Excuse the name drop, but it’s true. I’d told Justice Alito about “Scandal! Early Supreme Court News Coverage and the Justice-Journalist Divide” at a work dinner years ago and he’d appeared interested, so I sent a copy along to his chambers at the Court. The article focuses on the decidedly prickly relationship especially in the 1800s between Supreme Court justices and the journalists who covered them.

Journalists once fawned over the justices (the men in their stunningly impressive robes of justice had “elegance, gravity and neatness,” they’d write, daring not to question such majesty or investigate further) and then, rather suddenly, the journalists stopped fawning (one key justice should comb his “uncomfortable wad of tangled black hair,” another had a “woman’s mouth,” and much more).

Today’s justices who don’t want cameras in the courtroom? Back then, in the 1800s, the tangly-haired, women’s-mouthed justices didn’t allow sketches or any kind of notetaking. Today’s justices who complain about the media and who argue that a change in law is needed to reign in the press? Here’s what one outed for his bad eyesight and his childless marriage wrote back then: that newspaper journalists invaded privacy, unearthing domestic scandals, hiding themselves “upon the steps of public men to ferret out political secrets.”

Political secrets like the outcomes in pending cases before the Court. The leaked draft opinion showing that the conservative justices wanted to overturn Roe v. Wade? That’s just the latest example.

It has been claimed that this week’s leak of Dobbs v. Jackson Women’s Health Organization is “unprecedented,” but that’s not the case. Take the dreadful Dred Scott decision that in the mid-1800s upheld slavery, one of the very first leaks if not the first. Three months in advance of the final opinion, newspapers began reporting the vote, a 7-2 split, which meant a ruling against Dred Scott, the once-enslaved man who’d made his way to a free state to argue for his and his family’s freedom. “Slavery,” one of those newspapers predicted with confidence and concern in the weeks before the final decision, “will thus become a national institution,” enforced by the Court’s “slaveholding majority,” those justices who were “infamous, rank, and smell[ed] to heaven.”

That reporting was essentially spot-on in many ways.

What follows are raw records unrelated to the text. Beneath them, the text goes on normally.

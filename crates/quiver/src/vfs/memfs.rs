//! The in-memory filesystem each tool instance owns.

use std::collections::BTreeMap;
use std::sync::{Arc, PoisonError, RwLock, RwLockReadGuard, RwLockWriteGuard};

use super::lazy::{LazyFile, RangeFetcher};
use super::path::{components, to_path};
use super::union::{UnionFs, slice_range};
use super::{DirEntry, FileKind, FsError, FsResult, MAX_FILE_SIZE, Metadata, PathAnalysis};

/// Maximum number of symlinks followed while resolving one path.
const MAX_SYMLINK_HOPS: usize = 40;

enum Node {
    Dir(BTreeMap<String, Node>),
    File(FileContent),
    Symlink(String),
}

enum FileContent {
    Bytes(Vec<u8>),
    Lazy(Arc<LazyFile>),
}

impl Node {
    fn kind(&self) -> FileKind {
        match self {
            Node::Dir(_) => FileKind::Directory,
            Node::File(_) => FileKind::File,
            Node::Symlink(_) => FileKind::Symlink,
        }
    }
}

/// A filesystem mounted over a directory of a [`MemFs`].
#[derive(Debug, Clone)]
pub enum Mount {
    /// Forwards every operation to the subtree `root` of `target`.
    Proxy {
        /// Filesystem the mount forwards to
        target: MemFs,
        /// Directory inside `target` that appears at the mount point
        root: String,
        /// Reject writes through this mount
        read_only: bool,
    },
    /// Read-only flat directory of local entries.
    Union(Arc<UnionFs>),
}

impl Mount {
    /// Writable proxy onto `root` inside `target`.
    pub fn proxy(target: &MemFs, root: impl Into<String>) -> Self {
        Mount::Proxy {
            target: target.clone(),
            root: root.into(),
            read_only: false,
        }
    }

    /// Read-only proxy onto `root` inside `target`.
    pub fn read_only_proxy(target: &MemFs, root: impl Into<String>) -> Self {
        Mount::Proxy {
            target: target.clone(),
            root: root.into(),
            read_only: true,
        }
    }

    /// Union mount over `fs`.
    pub fn union(fs: UnionFs) -> Self {
        Mount::Union(Arc::new(fs))
    }
}

struct FsState {
    root: Node,
    cwd: String,
    mounts: BTreeMap<String, Mount>,
}

/// Where a path lives once mounts and symlinks are resolved.
enum Route {
    /// In this filesystem's own tree, as symlink-free components.
    Local(Vec<String>),
    /// Behind a proxy mount; `path` is absolute inside `target`.
    Proxy {
        target: MemFs,
        path: String,
        read_only: bool,
    },
    /// Inside a union mount; `rel` is empty for the mount root.
    Union { fs: Arc<UnionFs>, rel: Vec<String> },
}

/// Sandboxed in-memory filesystem.
///
/// Cloning is cheap and yields another handle to the same tree. Locks are
/// never held while delegating to another filesystem or fetching remote
/// bytes, so proxies may point back at each other.
#[derive(Clone)]
pub struct MemFs {
    inner: Arc<RwLock<FsState>>,
}

impl std::fmt::Debug for MemFs {
    fn fmt(&self, f: &mut std::fmt::Formatter<'_>) -> std::fmt::Result {
        // Mount targets are not printed: proxies may form cycles.
        let st = self.state();
        f.debug_struct("MemFs")
            .field("cwd", &st.cwd)
            .field("mounts", &st.mounts.keys().collect::<Vec<_>>())
            .finish_non_exhaustive()
    }
}

impl Default for MemFs {
    fn default() -> Self {
        Self::new()
    }
}

fn lookup<'a>(root: &'a Node, parts: &[String]) -> Option<&'a Node> {
    let mut node = root;
    for part in parts {
        match node {
            Node::Dir(children) => node = children.get(part)?,
            _ => return None,
        }
    }
    Some(node)
}

fn lookup_mut<'a>(root: &'a mut Node, parts: &[String]) -> Option<&'a mut Node> {
    let mut node = root;
    for part in parts {
        match node {
            Node::Dir(children) => node = children.get_mut(part)?,
            _ => return None,
        }
    }
    Some(node)
}

/// Children of the parent directory of `parts`, plus the final name.
fn parent_dir<'a>(
    root: &'a mut Node,
    parts: &'a [String],
) -> FsResult<(&'a mut BTreeMap<String, Node>, &'a String)> {
    let Some((name, parent)) = parts.split_last() else {
        return Err(FsError::InvalidPath("/".to_string()));
    };
    match lookup_mut(root, parent) {
        Some(Node::Dir(children)) => Ok((children, name)),
        Some(_) => Err(FsError::NotADirectory(to_path(parent))),
        None => Err(FsError::NotFound(to_path(parent))),
    }
}

fn local_metadata(node: &Node) -> FsResult<Metadata> {
    Ok(match node {
        Node::Dir(_) => Metadata::directory(false),
        Node::File(FileContent::Bytes(data)) => Metadata::file(data.len() as u64, false),
        Node::File(FileContent::Lazy(lazy)) => Metadata::file(lazy.len()?, false),
        Node::Symlink(target) => Metadata {
            kind: FileKind::Symlink,
            size: target.len() as u64,
            read_only: false,
        },
    })
}

fn read_only_error(path: &str) -> FsError {
    FsError::ReadOnly(path.to_string())
}
/// Arguments of [`Runtime::write`]
#[derive(Debug, Clone, PartialEq, Eq, Serialize, Deserialize)]
pub struct WriteRequest {
    /// File to write
    pub path: String,
    /// Bytes to write
    pub buffer: Vec<u8>,
    /// Write only the first `length` bytes of `buffer`
    #[serde(default)]
    pub length: Option<u64>,
    /// Position in the file to start at
    #[serde(default)]
    pub offset: u64,
    /// Open mode
    #[serde(default = "default_write_flag")]
    pub flag: String,
}

/// Builder for [`Runtime`].
pub struct RuntimeBuilder {
    tools: Vec<ToolConfig>,
    session: SessionConfig,
    loader: Option<Arc<dyn ModuleLoader>>,
    probe: Option<Arc<dyn FeatureProbe>>,
    capabilities: CapabilityTable,
    fetcher: Option<Arc<dyn RangeFetcher>>,
    events: Option<UnboundedSender<StreamEvent>>,
}

impl Default for RuntimeBuilder {
    fn default() -> Self {
        Self::new()
    }
}

impl fmt::Debug for RuntimeBuilder {
    fn fmt(&self, f: &mut fmt::Formatter<'_>) -> fmt::Result {
        f.debug_struct("RuntimeBuilder")
            .field("tools", &self.tools)
            .field("session", &self.session)
            .field("loader", &self.loader)
            .finish_non_exhaustive()
    }
}

impl RuntimeBuilder {
    /// Empty builder: no tools, default session settings, WASM loader.
    pub fn new() -> Self {
        Self {
            tools: Vec::new(),
            session: SessionConfig::default(),
            loader: None,
            probe: None,
            capabilities: CapabilityTable::default(),
            fetcher: None,
            events: None,
        }
    }

    /// Declare one more tool.
    pub fn tool(mut self, tool: ToolConfig) -> Self {
        self.tools.push(tool);
        self
    }

    /// Declare several tools, in order.
    pub fn tools(mut self, tools: impl IntoIterator<Item = ToolConfig>) -> Self {
        self.tools.extend(tools);
        self
    }

    /// Take tools and session settings from a declaration.
    pub fn declaration(mut self, declaration: Declaration) -> Self {
        self.tools.extend(declaration.tools);
        self.session = declaration.config;
        self
    }

    /// Session settings.
    pub fn session(mut self, session: SessionConfig) -> Self {
        self.session = session;
        self
    }

    /// Load tool code with `loader` instead of the WASM loader.
    pub fn loader(mut self, loader: impl ModuleLoader + 'static) -> Self {
        self.loader = Some(Arc::new(loader));
        self
    }

    /// Probe optional features with `probe` instead of inspecting the host.
    pub fn probe(mut self, probe: impl FeatureProbe + 'static) -> Self {
        self.probe = Some(Arc::new(probe));
        self
    }

    /// Replace the table of programs with feature variants.
    pub fn capabilities(mut self, capabilities: CapabilityTable) -> Self {
        self.capabilities = capabilities;
        self
    }

    /// Fetch lazy files through `fetcher` instead of HTTP.
    pub fn fetcher(mut self, fetcher: impl RangeFetcher + 'static) -> Self {
        self.fetcher = Some(Arc::new(fetcher));
        self
    }

    /// Forward output line by line to `events` when `printStream` is set.
    pub fn stream_events(mut self, events: UnboundedSender<StreamEvent>) -> Self {
        self.events = Some(events);
        self
    }

    /// Build the runtime. Nothing is validated or loaded until
    /// [`Runtime::init`].
    pub fn build(self) -> Result<Runtime, RuntimeError> {
        let fetcher: Arc<dyn RangeFetcher> = match self.fetcher {
            Some(fetcher) => fetcher,
            None => Arc::new(HttpRangeFetcher::new()),
        };
        let loader: Arc<dyn ModuleLoader> = match self.loader {
            Some(loader) => loader,
            None => Arc::new(WasmLoader::new(&self.session.limits, Arc::clone(&fetcher))?),
        };
        let probe: Arc<dyn FeatureProbe> = match self.probe {
            Some(probe) => probe,
            None => Arc::new(HostFeatureProbe),
        };
        let federator = Federator::new(&self.session, fetcher);
        let manager = LifecycleManager::new(
            self.tools,
            self.session.clone(),
            loader,
            probe,
            self.capabilities,
            federator,
            self.events,
        );
        Ok(Runtime {
            manager,
            session: self.session,
            stdin: StdinBuffer::default(),
        })
    }
}

/// A session: the declared tools, their federated filesystem and the
/// shared stdin buffer.
///
/// Every operation takes `&mut self` or `&self`, so calls on one runtime
/// are serialized. Use [`crate::rpc::spawn_worker`] to drive it from
/// concurrent callers.
pub struct Runtime {
    manager: LifecycleManager,
    session: SessionConfig,
    stdin: StdinBuffer,
}

impl fmt::Debug for Runtime {
    fn fmt(&self, f: &mut fmt::Formatter<'_>) -> fmt::Result {
        f.debug_struct("Runtime")
            .field("manager", &self.manager)
            .field("stdin", &self.stdin.text())
            .finish_non_exhaustive()
    }
}

impl Runtime {
    /// Start configuring a runtime.
    pub fn builder() -> RuntimeBuilder {
        RuntimeBuilder::new()
    }

    /// Session settings.
    pub fn session(&self) -> &SessionConfig {
        &self.session
    }

    /// Validate the declaration, load the base module, then every eager
    /// tool.
    pub async fn init(&mut self) -> Result<bool, RuntimeError> {
        self.manager.init().await?;
        tracing::info!(
            tools = self.manager.tools().len(),
            shared = %self.manager.federator().shared_dir(),
            "session initialized"
        );
        Ok(true)
    }

    fn base_fs(&self) -> Option<&MemFs> {
        self.manager.base_fs()
    }

    fn require_base(&self) -> Result<MemFs, RuntimeError> {
        self.base_fs().cloned().ok_or_else(|| {
            RuntimeError::Configuration("the session has not been initialized".to_string())
        })
    }

    /// Mount files described by a JSON value: a URL string, `{name, data}`,
    /// `{name?, url}`, `{name?, path}` or an array of those.
    pub fn mount(&mut self, files: &Value) -> Result<Vec<String>, RuntimeError> {
        let entries = federation::classify(files)?;
        self.mount_entries(entries)
    }

    /// Mount already-classified entries. Returns their paths under the data
    /// directory.
    pub fn mount_entries(&mut self, entries: Vec<MountEntry>) -> Result<Vec<String>, RuntimeError> {
        if let Some(bad) = entries
            .iter()
            .find(|e| e.name().is_empty() || e.name().contains('/'))
        {
            return Err(RuntimeError::UnsupportedInput(format!(
                "invalid file name {:?}",
                bad.name()
            )));
        }
        let base = self.require_base()?;
        let paths = self.manager.federator_mut().mount(&base, entries)?;
        tracing::debug!(?paths, "mounted files");
        Ok(paths)
    }

    /// Run a command. Without `args`, `command` is split on whitespace and
    /// its first word names the program.
    pub async fn exec(
        &mut self,
        command: &str,
        args: Option<Vec<String>>,
    ) -> Result<ExecOutput, RuntimeError> {
        if !self.manager.is_initialized() {
            return Err(RuntimeError::Configuration(
                "call init() before exec()".to_string(),
            ));
        }
        let (program, args) = executor::parse_command(command, args)?;
        let idx = self
            .manager
            .find(&program)
            .ok_or_else(|| RuntimeError::NotFound(format!("program {program:?} not found")))?;

        if !self.manager.tool(idx).is_some_and(|t| t.is_ready()) {
            tracing::debug!(%program, "activating lazy tool");
            self.manager.promote(idx);
            if let Err(e) = self.manager.init_modules().await {
                if !self.manager.tool(idx).is_some_and(|t| t.is_ready()) {
                    return Err(e);
                }
                tracing::warn!(error = %e, "another tool failed to initialize");
            }
        }

        let inst = self
            .manager
            .tool_mut(idx)
            .ok_or_else(|| RuntimeError::NotFound(format!("tool #{idx}")))?;
        let output = executor::invoke(inst, &args, &mut self.stdin).await?;

        if inst.config().reinit {
            self.manager.reinit(idx).await?;
        }
        Ok(output)
    }

    /// List a directory, or describe a file. `None` if the path is missing.
    pub fn ls(&self, path: &str) -> Option<Listing> {
        self.view().ls(path)
    }

    /// File content as text. `None` if the file is missing.
    pub fn cat(&self, path: &str) -> Option<String> {
        self.view().cat(path)
    }

    /// File content for handing to the caller. `None` if the file is
    /// missing.
    pub fn download(&self, path: &str) -> Option<Download> {
        self.view().download(path)
    }

    /// Change directory in every ready tool.
    pub fn cd(&self, path: &str) -> Result<(), RuntimeError> {
        let base = self.require_base()?;
        let target = crate::vfs::normalize(&base.cwd(), path);
        base.chdir(&target)?;
        for tool in self.manager.tools().iter().filter(|t| !t.is_base()) {
            if let Some(fs) = tool.fs()
                && let Err(e) = fs.chdir(&target)
            {
                tracing::warn!(tool = %tool.config().tool, path = %target, error = %e, "cd failed");
            }
        }
        Ok(())
    }

    /// Working directory of the base module.
    pub fn pwd(&self) -> Option<String> {
        self.base_fs().map(MemFs::cwd)
    }

    /// Create a directory. `false` if it could not be created.
    pub fn mkdir(&self, path: &str) -> bool {
        let Some(fs) = self.base_fs() else {
            return false;
        };
        match fs.mkdir(path) {
            Ok(()) => true,
            Err(e) => {
                tracing::warn!(%path, error = %e, "mkdir failed");
                false
            }
        }
    }

    /// Read up to `length` bytes at `offset`.
    pub fn read(&self, request: &ReadRequest) -> Result<Vec<u8>, RuntimeError> {
        self.view().read(request)
    }

    /// Write `buffer` (or its first `length` bytes) at `offset`.
    pub fn write(&self, request: &WriteRequest) -> Result<(), RuntimeError> {
        self.view().write(request)
    }

    /// Detached handle on the base filesystem. Reads of lazy files fetch
    /// over the network, so the RPC worker runs these on a blocking thread.
    pub(crate) fn view(&self) -> FsView {
        FsView {
            base: self.base_fs().cloned(),
        }
    }

    /// Text fed to the next invocation's standard input.
    pub fn set_stdin(&mut self, text: impl Into<String>) {
        self.stdin.set(text);
    }

    /// Pending standard input.
    pub fn stdin(&self) -> &str {
        self.stdin.text()
    }

    /// Status of every declared tool.
    pub fn tools(&self) -> Vec<ToolStatus> {
        self.manager.status()
    }

    /// The lifecycle manager.
    pub fn manager(&self) -> &LifecycleManager {
        &self.manager
    }
}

And, similar to today, the newspapers warned back then that the decision against Dred Scott would do “much to divest [the Court] of moral influence, and to impair the confidence of the country” in the Court as an institution. The decision was, as that 2014 law review article sent to Justice Alito reads, one “that many disrespected, written by a Justice who had already turned the newspapers against him, leaked to media by someone at the Court before the official hand-down.”

Another thing might sound familiar. Back then, the Court similarly launched investigations after leaks. Bold theories emerged in the 1800s about who might be the culprit in various instances: an insider who’d been plied with liquor; another who’d been plied with cash; members of a Wall Street clique friendly with certain justices; a Supreme Court employee; a justice himself.

Today, we may never find out who sent Alito’s draft majority opinion to outsiders. Back then, it’s pretty clear by implication that it was Justice Stephen Field himself in a number of cases. This is some of what the New York Times wrote: “[U]ntil lately . . . we had supposed that the Justices were themselves free of a tendency to blab. We evidently overlooked Mr. Justice Field.” “He likes to talk,” the newspaper added, “and when the fountains of speech are unlocked by the generous influences of a good dinner he is as fluent as a river.”